Prompt:
Go through the records below and write each one out again unchanged.

Saved data entries
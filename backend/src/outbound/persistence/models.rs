//! Internal Diesel row structs for database operations.
//!
//! These types are implementation details of the persistence layer and must
//! never be exposed to the domain. They exist solely to satisfy Diesel's
//! type requirements for queries and mutations.

use chrono::{NaiveDate, NaiveDateTime};
use diesel::prelude::*;

use super::schema::{fields, notifications, prices, reservations, users};

/// Row struct for reading from the users table.
#[derive(Debug, Clone, Queryable, Selectable)]
#[diesel(table_name = users)]
#[diesel(check_for_backend(diesel::pg::Pg))]
pub(crate) struct UserRow {
    pub id: i64,
    pub first_name: String,
    pub last_name: String,
    pub email: String,
    pub phone_number: String,
    pub nif: String,
    pub password_hash: String,
    pub role: String,
    #[expect(dead_code, reason = "schema field kept for audit queries")]
    pub created_at: NaiveDateTime,
}

/// Insertable struct for registering accounts. `id` and `created_at` are
/// assigned by the database.
#[derive(Debug, Clone, Insertable)]
#[diesel(table_name = users)]
pub(crate) struct NewUserRow<'a> {
    pub first_name: &'a str,
    pub last_name: &'a str,
    pub email: &'a str,
    pub phone_number: &'a str,
    pub nif: &'a str,
    pub password_hash: &'a str,
    pub role: &'a str,
}

/// Row struct for reading from the notifications table.
#[derive(Debug, Clone, Queryable, Selectable)]
#[diesel(table_name = notifications)]
#[diesel(check_for_backend(diesel::pg::Pg))]
pub(crate) struct NotificationRow {
    pub id: i64,
    pub sender_id: i64,
    pub recipient_id: i64,
    pub message: String,
    pub read: bool,
    #[expect(dead_code, reason = "schema field kept for audit queries")]
    pub created_at: NaiveDateTime,
}

/// Insertable struct for one fan-out row.
#[derive(Debug, Clone, Insertable)]
#[diesel(table_name = notifications)]
pub(crate) struct NewNotificationRow<'a> {
    pub sender_id: i64,
    pub recipient_id: i64,
    pub message: &'a str,
    pub read: bool,
}

/// Row struct for reading from the fields table.
#[derive(Debug, Clone, Queryable, Selectable)]
#[diesel(table_name = fields)]
#[diesel(check_for_backend(diesel::pg::Pg))]
pub(crate) struct FieldRow {
    pub id: i64,
    pub name: String,
    pub available: bool,
}

/// Insertable struct for creating fields.
#[derive(Debug, Clone, Insertable)]
#[diesel(table_name = fields)]
pub(crate) struct NewFieldRow<'a> {
    pub name: &'a str,
    pub available: bool,
}

/// Changeset struct for replacing a field's mutable columns.
#[derive(Debug, Clone, AsChangeset)]
#[diesel(table_name = fields)]
pub(crate) struct FieldChanges<'a> {
    pub name: &'a str,
    pub available: bool,
}

/// Row struct for reading from the prices table.
#[derive(Debug, Clone, Queryable, Selectable)]
#[diesel(table_name = prices)]
#[diesel(check_for_backend(diesel::pg::Pg))]
pub(crate) struct PriceRow {
    pub id: i64,
    pub price_value: f64,
    pub price_type: String,
    pub start_time: NaiveDate,
    pub is_active: bool,
}

/// Insertable struct for creating price entries.
#[derive(Debug, Clone, Insertable)]
#[diesel(table_name = prices)]
pub(crate) struct NewPriceRow<'a> {
    pub price_value: f64,
    pub price_type: &'a str,
    pub start_time: NaiveDate,
    pub is_active: bool,
}

/// Changeset struct for replacing a price entry's mutable columns.
#[derive(Debug, Clone, AsChangeset)]
#[diesel(table_name = prices)]
pub(crate) struct PriceChanges<'a> {
    pub price_value: f64,
    pub price_type: &'a str,
    pub start_time: NaiveDate,
    pub is_active: bool,
}

/// Row struct for reading from the reservations table.
#[derive(Debug, Clone, Queryable, Selectable)]
#[diesel(table_name = reservations)]
#[diesel(check_for_backend(diesel::pg::Pg))]
pub(crate) struct ReservationRow {
    pub id: i64,
    pub user_id: i64,
    pub field_id: i64,
    pub price_id: i64,
    pub starts_at: NaiveDateTime,
    pub ends_at: NaiveDateTime,
    pub cancelled: bool,
}

/// Insertable struct for booking a slot.
#[derive(Debug, Clone, Insertable)]
#[diesel(table_name = reservations)]
pub(crate) struct NewReservationRow {
    pub user_id: i64,
    pub field_id: i64,
    pub price_id: i64,
    pub starts_at: NaiveDateTime,
    pub ends_at: NaiveDateTime,
    pub cancelled: bool,
}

Exercise solution:
filename backend/src/outbound/persistence/models.rs
//! Internal Diesel row structs for database operations.
//!
//! These types are implementation details of the persistence layer and must
//! never be exposed to the domain. They exist solely to satisfy Diesel's
//! type requirements for queries and mutations.

use chrono::{NaiveDate, NaiveDateTime};
use diesel::prelude::*;

use super::schema::{fields, notifications, prices, reservations, users};

/// Row struct for reading from the users table.
#[derive(Debug, Clone, Queryable, Selectable)]
#[diesel(table_name = users)]
#[diesel(check_for_backend(diesel::pg::Pg))]
pub(crate) struct UserRow {
    pub id: i64,
    pub first_name: String,
    pub last_name: String,
    pub email: String,
    pub phone_number: String,
    pub nif: String,
    pub password_hash: String,
    pub role: String,
    #[expect(dead_code, reason = "schema field kept for audit queries")]
    pub created_at: NaiveDateTime,
}

/// Insertable struct for registering accounts. `id` and `created_at` are
/// assigned by the database.
#[derive(Debug, Clone, Insertable)]
#[diesel(table_name = users)]
pub(crate) struct NewUserRow<'a> {
    pub first_name: &'a str,
    pub last_name: &'a str,
    pub email: &'a str,
    pub phone_number: &'a str,
    pub nif: &'a str,
    pub password_hash: &'a str,
    pub role: &'a str,
}

/// Row struct for reading from the notifications table.
#[derive(Debug, Clone, Queryable, Selectable)]
#[diesel(table_name = notifications)]
#[diesel(check_for_backend(diesel::pg::Pg))]
pub(crate) struct NotificationRow {
    pub id: i64,
    pub sender_id: i64,
    pub recipient_id: i64,
    pub message: String,
    pub read: bool,
    #[expect(dead_code, reason = "schema field kept for audit queries")]
    pub created_at: NaiveDateTime,
}

/// Insertable struct for one fan-out row.
#[derive(Debug, Clone, Insertable)]
#[diesel(table_name = notifications)]
pub(crate) struct NewNotificationRow<'a> {
    pub sender_id: i64,
    pub recipient_id: i64,
    pub message: &'a str,
    pub read: bool,
}

/// Row struct for reading from the fields table.
#[derive(Debug, Clone, Queryable, Selectable)]
#[diesel(table_name = fields)]
#[diesel(check_for_backend(diesel::pg::Pg))]
pub(crate) struct FieldRow {
    pub id: i64,
    pub name: String,
    pub available: bool,
}

/// Insertable struct for creating fields.
#[derive(Debug, Clone, Insertable)]
#[diesel(table_name = fields)]
pub(crate) struct NewFieldRow<'a> {
    pub name: &'a str,
    pub available: bool,
}

/// Changeset struct for replacing a field's mutable columns.
#[derive(Debug, Clone, AsChangeset)]
#[diesel(table_name = fields)]
pub(crate) struct FieldChanges<'a> {
    pub name: &'a str,
    pub available: bool,
}

/// Row struct for reading from the prices table.
#[derive(Debug, Clone, Queryable, Selectable)]
#[diesel(table_name = prices)]
#[diesel(check_for_backend(diesel::pg::Pg))]
pub(crate) struct PriceRow {
    pub id: i64,
    pub price_value: f64,
    pub price_type: String,
    pub start_time: NaiveDate,
    pub is_active: bool,
}

/// Insertable struct for creating price entries.
#[derive(Debug, Clone, Insertable)]
#[diesel(table_name = prices)]
pub(crate) struct NewPriceRow<'a> {
    pub price_value: f64,
    pub price_type: &'a str,
    pub start_time: NaiveDate,
    pub is_active: bool,
}

/// Changeset struct for replacing a price entry's mutable columns.
#[derive(Debug, Clone, AsChangeset)]
#[diesel(table_name = prices)]
pub(crate) struct PriceChanges<'a> {
    pub price_value: f64,
    pub price_type: &'a str,
    pub start_time: NaiveDate,
    pub is_active: bool,
}

/// Row struct for reading from the reservations table.
#[derive(Debug, Clone, Queryable, Selectable)]
#[diesel(table_name = reservations)]
#[diesel(check_for_backend(diesel::pg::Pg))]
pub(crate) struct ReservationRow {
    pub id: i64,
    pub user_id: i64,
    pub field_id: i64,
    pub price_id: i64,
    pub starts_at: NaiveDateTime,
    pub ends_at: NaiveDateTime,
    pub cancelled: bool,
}

/// Insertable struct for booking a slot.
#[derive(Debug, Clone, Insertable)]
#[diesel(table_name = reservations)]
pub(crate) struct NewReservationRow {
    pub user_id: i64,
    pub field_id: i64,
    pub price_id: i64,
    pub starts_at: NaiveDateTime,
    pub ends_at: NaiveDateTime,
    pub cancelled: bool,
}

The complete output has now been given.